Le général Dampierre, ralliant tous les différens corps de l'armée, s'était mis à leur tête. Après plusieurs combats sanglans, il périt héroïquement à la bataille de Famars, combattant jusqu'à son dernier soupir, et vendant chèrement aux ennemis une victoire qu'ils n'avaient pas prévu qu'on pût leur disputer.

Un fait qui peut servir à caractériser cette funeste époque d'extravagance et de tyrannie, c'est qu'au même instant où le général Dampierre périssait sur le champ de bataille en défendant la république, on inscrivait son nom sur la liste des proscriptions, sur la liste des émigrés; et, lorsque son généreux sang coulait pour la France, la Convention confisquait et vendait ses biens.

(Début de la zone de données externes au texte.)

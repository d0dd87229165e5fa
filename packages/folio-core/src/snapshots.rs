//! Append-only history of portfolio snapshots.
//!
//! Snapshots are stored one JSON object per line. Existing lines are never
//! rewritten; each run appends exactly one line keyed by its timestamp.

use crate::engine::EngineOutput;
use crate::types::{PortfolioMetrics, ValuationRow};
use crate::{Error, Result};
use chrono::{DateTime, Utc};
use serde::{Deserialize, Serialize};
use std::fs::{self, OpenOptions};
use std::io::Write;
use std::path::{Path, PathBuf};
use uuid::Uuid;

/// One holding as it stood when a snapshot was taken.
#[derive(Debug, Clone, Serialize, Deserialize, PartialEq)]
pub struct HoldingSnapshot {
    pub ticker: String,
    pub quantity: u32,
    pub current_price: f64,
    pub market_value: f64,
    pub unrealized_pnl: f64,
    #[serde(default)]
    pub price_missing: bool,
}

impl From<&ValuationRow> for HoldingSnapshot {
    fn from(row: &ValuationRow) -> Self {
        Self {
            ticker: row.ticker.clone(),
            quantity: row.quantity,
            current_price: row.current_price,
            market_value: row.market_value,
            unrealized_pnl: row.unrealized_pnl,
            price_missing: row.price_missing,
        }
    }
}

/// Portfolio metrics and per-holding rows at one point in time.
#[derive(Debug, Clone, Serialize, Deserialize, PartialEq)]
pub struct Snapshot {
    pub id: Uuid,
    /// Key of the snapshot; equal to the metrics timestamp
    pub taken_at: DateTime<Utc>,
    pub metrics: PortfolioMetrics,
    /// Ordered by ticker
    pub holdings: Vec<HoldingSnapshot>,
}

impl Snapshot {
    /// Build the persisted form of an engine run.
    pub fn from_output(output: &EngineOutput) -> Self {
        let mut holdings: Vec<HoldingSnapshot> =
            output.rows.iter().map(HoldingSnapshot::from).collect();
        holdings.sort_by(|a, b| a.ticker.cmp(&b.ticker));

        Self {
            id: Uuid::new_v4(),
            taken_at: output.metrics.timestamp,
            metrics: output.metrics.clone(),
            holdings,
        }
    }

    /// (ticker, market value) pairs for an allocation view.
    pub fn allocation(&self) -> Vec<(String, f64)> {
        self.holdings
            .iter()
            .map(|h| (h.ticker.clone(), h.market_value))
            .collect()
    }
}

/// JSON Lines snapshot history.
#[derive(Debug, Clone)]
pub struct SnapshotStore {
    path: PathBuf,
}

impl SnapshotStore {
    pub fn new(path: impl Into<PathBuf>) -> Self {
        Self { path: path.into() }
    }

    pub fn path(&self) -> &Path {
        &self.path
    }

    /// Append a snapshot. A snapshot with an already stored timestamp is rejected.
    pub fn append(&self, snapshot: &Snapshot) -> Result<()> {
        if self
            .read_all()?
            .iter()
            .any(|s| s.taken_at == snapshot.taken_at)
        {
            return Err(Error::DuplicateSnapshot(snapshot.taken_at));
        }

        if let Some(parent) = self.path.parent() {
            fs::create_dir_all(parent)?;
        }

        let mut line = serde_json::to_string(snapshot)?;
        line.push('\n');

        let mut file = OpenOptions::new()
            .create(true)
            .append(true)
            .open(&self.path)?;
        file.write_all(line.as_bytes())?;

        tracing::info!("Appended snapshot {} taken at {}", snapshot.id, snapshot.taken_at);
        Ok(())
    }

    /// All snapshots, newest first.
    pub fn history(&self) -> Result<Vec<Snapshot>> {
        let mut snapshots = self.read_all()?;
        snapshots.sort_by(|a, b| b.taken_at.cmp(&a.taken_at));
        Ok(snapshots)
    }

    /// The most recent snapshot, if any.
    pub fn latest(&self) -> Result<Option<Snapshot>> {
        Ok(self.read_all()?.into_iter().max_by_key(|s| s.taken_at))
    }

    /// Allocation of the most recent snapshot; empty when there is none.
    pub fn latest_allocation(&self) -> Result<Vec<(String, f64)>> {
        Ok(self
            .latest()?
            .map(|s| s.allocation())
            .unwrap_or_default())
    }

    fn read_all(&self) -> Result<Vec<Snapshot>> {
        if !self.path.exists() {
            return Ok(Vec::new());
        }

        let content = fs::read_to_string(&self.path)?;
        content
            .lines()
            .filter(|line| !line.trim().is_empty())
            .map(|line| serde_json::from_str(line).map_err(Error::from))
            .collect()
    }
}

#[cfg(test)]
mod tests {
    use super::*;
    use crate::engine::compute_metrics_at;
    use crate::prices::{CurrentPrices, PriceSeries};
    use crate::types::Holding;
    use chrono::{Duration, TimeZone};
    use tempfile::tempdir;

    fn output_at(timestamp: DateTime<Utc>, price: f64) -> EngineOutput {
        let holdings = vec![Holding::new("MSFT", 2, 400.0), Holding::new("AAPL", 10, 150.0)];
        let current: CurrentPrices = [("AAPL".to_string(), price), ("MSFT".to_string(), 420.0)]
            .into_iter()
            .collect();
        compute_metrics_at(&holdings, &current, &PriceSeries::new(), timestamp).unwrap()
    }

    fn base_time() -> DateTime<Utc> {
        Utc.with_ymd_and_hms(2024, 7, 1, 20, 0, 0).unwrap()
    }

    #[test]
    fn test_snapshot_from_output() {
        let snapshot = Snapshot::from_output(&output_at(base_time(), 180.0));

        assert_eq!(snapshot.taken_at, base_time());
        assert_eq!(snapshot.holdings.len(), 2);
        assert_eq!(snapshot.holdings[0].ticker, "AAPL");
        assert_eq!(snapshot.holdings[0].market_value, 1800.0);
        assert_eq!(snapshot.holdings[0].unrealized_pnl, 300.0);
    }

    #[test]
    fn test_history_newest_first() {
        let dir = tempdir().unwrap();
        let store = SnapshotStore::new(dir.path().join("snapshots.jsonl"));

        let later = base_time() + Duration::hours(1);
        store
            .append(&Snapshot::from_output(&output_at(later, 190.0)))
            .unwrap();
        store
            .append(&Snapshot::from_output(&output_at(base_time(), 180.0)))
            .unwrap();

        let history = store.history().unwrap();
        assert_eq!(history.len(), 2);
        assert_eq!(history[0].taken_at, later);
        assert_eq!(history[1].taken_at, base_time());

        let latest = store.latest().unwrap().unwrap();
        assert_eq!(latest.taken_at, later);
    }

    #[test]
    fn test_append_never_overwrites() {
        let dir = tempdir().unwrap();
        let store = SnapshotStore::new(dir.path().join("snapshots.jsonl"));

        let first = Snapshot::from_output(&output_at(base_time(), 180.0));
        store.append(&first).unwrap();

        let clash = Snapshot::from_output(&output_at(base_time(), 999.0));
        assert!(matches!(
            store.append(&clash),
            Err(Error::DuplicateSnapshot(_))
        ));

        let history = store.history().unwrap();
        assert_eq!(history.len(), 1);
        assert_eq!(history[0].id, first.id);
        assert_eq!(history[0].holdings[0].current_price, 180.0);
    }

    #[test]
    fn test_latest_allocation() {
        let dir = tempdir().unwrap();
        let store = SnapshotStore::new(dir.path().join("snapshots.jsonl"));
        assert!(store.latest_allocation().unwrap().is_empty());

        store
            .append(&Snapshot::from_output(&output_at(base_time(), 180.0)))
            .unwrap();

        let allocation = store.latest_allocation().unwrap();
        assert_eq!(
            allocation,
            vec![("AAPL".to_string(), 1800.0), ("MSFT".to_string(), 840.0)]
        );
    }

    #[test]
    fn test_statistics_survive_round_trip() {
        let dir = tempdir().unwrap();
        let store = SnapshotStore::new(dir.path().join("snapshots.jsonl"));
        let snapshot = Snapshot::from_output(&output_at(base_time(), 180.0));

        store.append(&snapshot).unwrap();
        let stored = store.latest().unwrap().unwrap();

        assert_eq!(stored.metrics.sharpe_ratio, snapshot.metrics.sharpe_ratio);
        assert!(!stored.metrics.sharpe_ratio.is_defined());
    }
}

Les troupes qui défendaient le camp retranché de Famars, opposèrent encore quelque temps une vigoureuse résistance aux Autrichiens; mais elles furent enfin forcées de céder au nombre, et de se disperser dans différentes places, en attendant que de nouveaux

renforts les missent en état de combattre. Leur retraite débarrassant le prince de Cobourg de tout obstacle, il investit Valenciennes, dont il ne put s'emparer qu'après un siége long et meurtrier.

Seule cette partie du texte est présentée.